Casequin v. CAT 5 Contracting, Inc.

Decision Date06 August 2021
Docket Number2:18-cv-588-JLB-MRM
PartiesJUSTIN CASEQUIN, ANTONIO M. VEGA, JASON EARL CANDLISH, CHRISTOPHER J. COMER, AARON GODWIN, TYLER SVEDBERG, CHRISTOPHER WHITE, NICHOLAS CARNAGEY, DAVID SCHMENK, RYAN GODWIN, THANHSON SEAN, CRAIG FENN, CAMERON HARRIS, RYAN BELKNAP, ANTHONY JAMES CADOTTE, DARRANS MARGENS DESIRE, DAVID ANDREW ROBERTS, MIKE BOGENRIEF, GARRY DEDICK, ANDRE CALIXTO, ERIC FREDRICKSON, BRYAN RUSS, ANDREW OLEYKOWSKI, DILLON GREEN, and JESSE L. PAUL, Plaintiffs, v. CAT 5 CONTRACTING, INC., and MATTHEW SPANTON, Defendants.
CourtU.S. District Court — Middle District of Florida
ORDER

JOHN L. BADALAMENTI UNITED STATES DISTRICT JUDGE

Plaintiff Justin Casequin is the former owner of Able Restoration LLC (“Able”), a roofing contractor. Sometime before 2015, he met Defendant Matthew Spanton on social media. Like Mr. Casequin, Mr. Spanton was in the roofing business; he is the owner of Defendant CAT 5 Contracting, Inc. (CAT 5). When Mr. Casequin's business fell on hard times, Mr. Spanton offered him and some of his salespeople (the other twenty-four Plaintiffs in this case who collectively with Mr. Casequin, will be called the “Sales Team”) the opportunity to work for CAT 5 in Florida.[1] The Sales Team accepted the offer. Within a year, the relationship disintegrated, and the Sales Team was fired. The Sales Team now sues CAT 5 for breach of contract and unjust enrichment based on CAT 5's alleged failure to pay sales commissions which the Sales Team was owed. The Sales Team also brings claims for retaliation under the Fair Labor Standards Act (FLSA)[2] and Florida Statute § 448.102(3). Mr. Spanton and CAT 5 allegedly retaliated against the Sales Team due to its complaints about CAT 5's unlawful business practices, which were articulated in an e-mail the Sales Team sent to Mr. Spanton. (Doc. 97.) Defendants move for summary judgment on all claims. (Doc 97.)

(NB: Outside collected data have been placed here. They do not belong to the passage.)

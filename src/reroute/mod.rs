//! Dynamic rerouting evaluation.
//!
//! Periodically asks the routing provider for an alternative path from the
//! live position to the destination and recommends switching when the
//! projected saving clears an absolute threshold. Evaluation is throttled
//! and failure-proof: a provider outage is just "no suggestion" until the
//! next window, and the tracking loop never notices.

use std::time::{Duration, Instant};

use tracing::{debug, trace, warn};

use crate::geo::{self, Coordinate, Route};
use crate::routing::{RoutePlan, RoutingProvider};

/// Default minimum interval between evaluations.
pub const DEFAULT_CHECK_INTERVAL: Duration = Duration::from_secs(120);

/// Default minimum projected saving for a suggestion, in seconds.
///
/// Below this the alternative is ignored even if technically faster, to
/// avoid route flapping.
pub const DEFAULT_MIN_TIME_SAVED_S: f64 = 300.0;

/// Default assumed cruising speed for remaining-time estimates (~50 km/h).
pub const DEFAULT_AVERAGE_SPEED_MPS: f64 = 13.9;

/// Rerouting tunables.
#[derive(Debug, Clone)]
pub struct RerouteConfig {
    /// Minimum interval between provider queries.
    pub check_interval: Duration,

    /// Minimum projected time saving before a switch is suggested.
    pub min_time_saved_s: f64,

    /// Assumed average speed for the current route's remaining time.
    pub average_speed_mps: f64,
}

impl Default for RerouteConfig {
    fn default() -> Self {
        Self {
            check_interval: DEFAULT_CHECK_INTERVAL,
            min_time_saved_s: DEFAULT_MIN_TIME_SAVED_S,
            average_speed_mps: DEFAULT_AVERAGE_SPEED_MPS,
        }
    }
}

/// Why a route switch is being recommended.
#[derive(Debug, Clone, Copy, PartialEq, Eq)]
pub enum RerouteReason {
    /// The alternative is materially faster than staying on course.
    FasterRoute,
}

impl std::fmt::Display for RerouteReason {
    fn fmt(&self, f: &mut std::fmt::Formatter<'_>) -> std::fmt::Result {
        match self {
            Self::FasterRoute => write!(f, "FasterRoute"),
        }
    }
}

/// A recommended route switch.
///
/// Transient: offered once per throttle window and discarded if not
/// accepted before the next evaluation.
#[derive(Debug, Clone)]
pub struct RerouteSuggestion {
    /// The proposed replacement route.
    pub alternative: RoutePlan,

    /// Projected saving versus staying on the current route, in seconds.
    pub time_saved_s: f64,

    /// Length difference versus the current route's remainder, in meters.
    pub distance_delta_m: f64,

    pub reason: RerouteReason,
}

/// Throttled evaluator of alternative routes.
pub struct RerouteEvaluator<P: RoutingProvider> {
    provider: P,
    config: RerouteConfig,
    route: Option<Route>,
    destination: Option<Coordinate>,
    last_check: Option<Instant>,
}

impl<P: RoutingProvider> RerouteEvaluator<P> {
    pub fn new(provider: P, config: RerouteConfig) -> Self {
        Self {
            provider,
            config,
            route: None,
            destination: None,
            last_check: None,
        }
    }

    /// Replace the current route (also called after an accepted reroute).
    pub fn set_route(&mut self, route: Route) {
        self.route = Some(route);
    }

    /// Set the trip destination.
    pub fn set_destination(&mut self, destination: Coordinate) {
        self.destination = Some(destination);
    }

    /// Evaluate whether a better route exists from `position`.
    ///
    /// Returns `None` without querying the provider when prerequisites are
    /// missing or the throttle window has not elapsed. Provider failures are
    /// swallowed and retried on the next window.
    pub async fn check_for_better_route(
        &mut self,
        position: Coordinate,
    ) -> Option<RerouteSuggestion> {
        let (route, destination) = match (&self.route, self.destination) {
            (Some(route), Some(destination)) => (route, destination),
            _ => {
                trace!("Reroute check skipped: route or destination not set");
                return None;
            }
        };

        if let Some(last) = self.last_check {
            if last.elapsed() < self.config.check_interval {
                trace!("Reroute check throttled");
                return None;
            }
        }
        self.last_check = Some(Instant::now());

        // Remaining time on the current route at the assumed cruising speed.
        let nearest = geo::nearest_point_index(position, route.points());
        let remaining_m = (route.total_distance() - route.cumulative(nearest.index)).max(0.0);
        let current_eta_s = remaining_m / self.config.average_speed_mps;

        let alternative = match self.provider.fetch_route(position, destination).await {
            Ok(plan) => plan,
            Err(e) => {
                warn!(error = %e, "Reroute evaluation failed, keeping current route");
                return None;
            }
        };

        let time_saved_s = current_eta_s - alternative.time_s;
        if time_saved_s < self.config.min_time_saved_s {
            debug!(
                time_saved_s = format!("{time_saved_s:.0}"),
                threshold_s = self.config.min_time_saved_s,
                "Alternative route not worth switching"
            );
            return None;
        }

        let distance_delta_m = alternative.distance_m - remaining_m;
        debug!(
            time_saved_s = format!("{time_saved_s:.0}"),
            distance_delta_m = format!("{distance_delta_m:.0}"),
            "Suggesting reroute"
        );

        Some(RerouteSuggestion {
            alternative,
            time_saved_s,
            distance_delta_m,
            reason: RerouteReason::FasterRoute,
        })
    }
}
//! Transport abstraction for the tracking channel.
//!
//! The channel supervisor is transport-agnostic: anything that can open a
//! connection, manage trip-group membership and exchange location frames
//! works. Tests script [`TripTransport`] implementations to exercise the
//! reconnect machinery; production uses [`super::TcpTransport`].

use std::future::Future;

use thiserror::Error;

use super::state::LocationUpdate;

/// Errors surfaced by a transport.
///
/// All of these are transient from the channel's point of view: the
/// supervisor reacts by reconnecting, never by propagating upward.
#[derive(Debug, Error)]
pub enum TransportError {
    /// Establishing the connection failed.
    #[error("Connect failed: {0}")]
    ConnectFailed(String),

    /// A write to the connection failed.
    #[error("Send failed: {0}")]
    SendFailed(String),

    /// A read from the connection failed.
    #[error("Receive failed: {0}")]
    RecvFailed(String),

    /// The peer closed the connection.
    #[error("Connection closed")]
    ConnectionClosed,

    /// An inbound frame could not be parsed.
    #[error("Malformed frame: {0}")]
    MalformedFrame(String),
}

/// An inbound message from the tracking service.
#[derive(Debug, Clone, PartialEq)]
pub enum InboundMessage {
    /// A participant in a joined trip group broadcast their position.
    PeerLocation {
        trip_id: String,
        update: LocationUpdate,
    },
}

/// Factory for tracking connections.
pub trait TripTransport: Send + Sync + 'static {
    type Conn: TripConnection;

    /// Open a fresh connection to the tracking service.
    fn connect(&self) -> impl Future<Output = Result<Self::Conn, TransportError>> + Send;
}

/// One live connection to the tracking service.
pub trait TripConnection: Send + 'static {
    /// Enter a trip's broadcast group. Idempotent on the server.
    fn join(&mut self, trip_id: &str) -> impl Future<Output = Result<(), TransportError>> + Send;

    /// Leave a trip's broadcast group. Idempotent on the server.
    fn leave(&mut self, trip_id: &str) -> impl Future<Output = Result<(), TransportError>> + Send;

    /// Publish a location update to a trip group. Best-effort; an error
    /// means the connection is gone.
    fn send_location(
        &mut self,
        trip_id: &str,
        update: &LocationUpdate,
    ) -> impl Future<Output = Result<(), TransportError>> + Send;

    /// Wait for the next inbound message.
    fn recv(&mut self) -> impl Future<Output = Result<InboundMessage, TransportError>> + Send;
}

After careful consideration, the Court denies summary judgment as to all claims for breach of contract and unjust enrichment. However, the Court grants the motion as to all retaliation claims.

Background
I. The Sales Team agrees to work for CAT 5.

Viewing the evidence in the light most favorable to the Sales Team, the non-moving party here, the facts are as follows: Sometime before 2015, Mr. Casequin met Mr. Spanton by sending him a message on Facebook. (Doc. 98 at 14:23-15:4, 16:14-15.) Both men were in the roofing business, and Mr. Casequin claims he contacted Mr. Spanton because he admired his success. (Id. at 15:3-4.) Their online conversation continued through 2017, when Hurricane Irma impacted Florida. (Id. at 17:13-18:8.) By this time, Able (which operated in Virginia and Maryland) was struggling, and Mr. Casequin was “in a lot of debt.” (Id. at 18:24- 19:2.) As Mr. Casequin admits, Mr. Spanton provided a “lifeline” by offering him and the Sales Team an opportunity to “work the Hurricane Irma storm” with CAT 5 in Florida. (Id. at 18:6-15, 35:7-9.)

After some preliminary discussions, (Doc. 98 at 18:21-23), Mr. Spanton invited Mr. Casequin and some members of the Sales Team to meet with him at a hotel in Naples, Florida. (Doc. 100 at 17:23-18:4.) There, Mr. Spanton pitched the benefits of joining CAT 5, which supposedly included: (a) no sales quotas, (b) a flexible work schedule, and (c) the option for the Sales Team to stop selling whenever they wanted and simply manage their existing deals.[3] (Doc. 99 at 42:8- 14, 65:5-10.) The “pitch” included little detail about how commissions were to be derived and paid. (Doc. 98 at 74:20-24.) But it is undisputed that the Sales Team was to be paid on a commission basis, with percentages varying according to the salesperson and their level of seniority. (Doc. 30 at ¶¶ 8-32; Doc. 99 at 121:13-18.) It is also undisputed that a commission on a job would be distributed only once the job was finished and the client had paid. (Doc. 98 at 22:19-22; Doc. 99 at 54:3-9; Doc. 100 at 61:3-9.) Unfortunately, the understanding between CAT 5 and the Sales Team did not go much deeper; the parties never formalized their commission arrangement in any authoritative writing.[4] And there appears to have been no discussion about whether terminated salespeople would be entitled to commissions for jobs they sold before termination. (Doc. 99 at 50:9-11.)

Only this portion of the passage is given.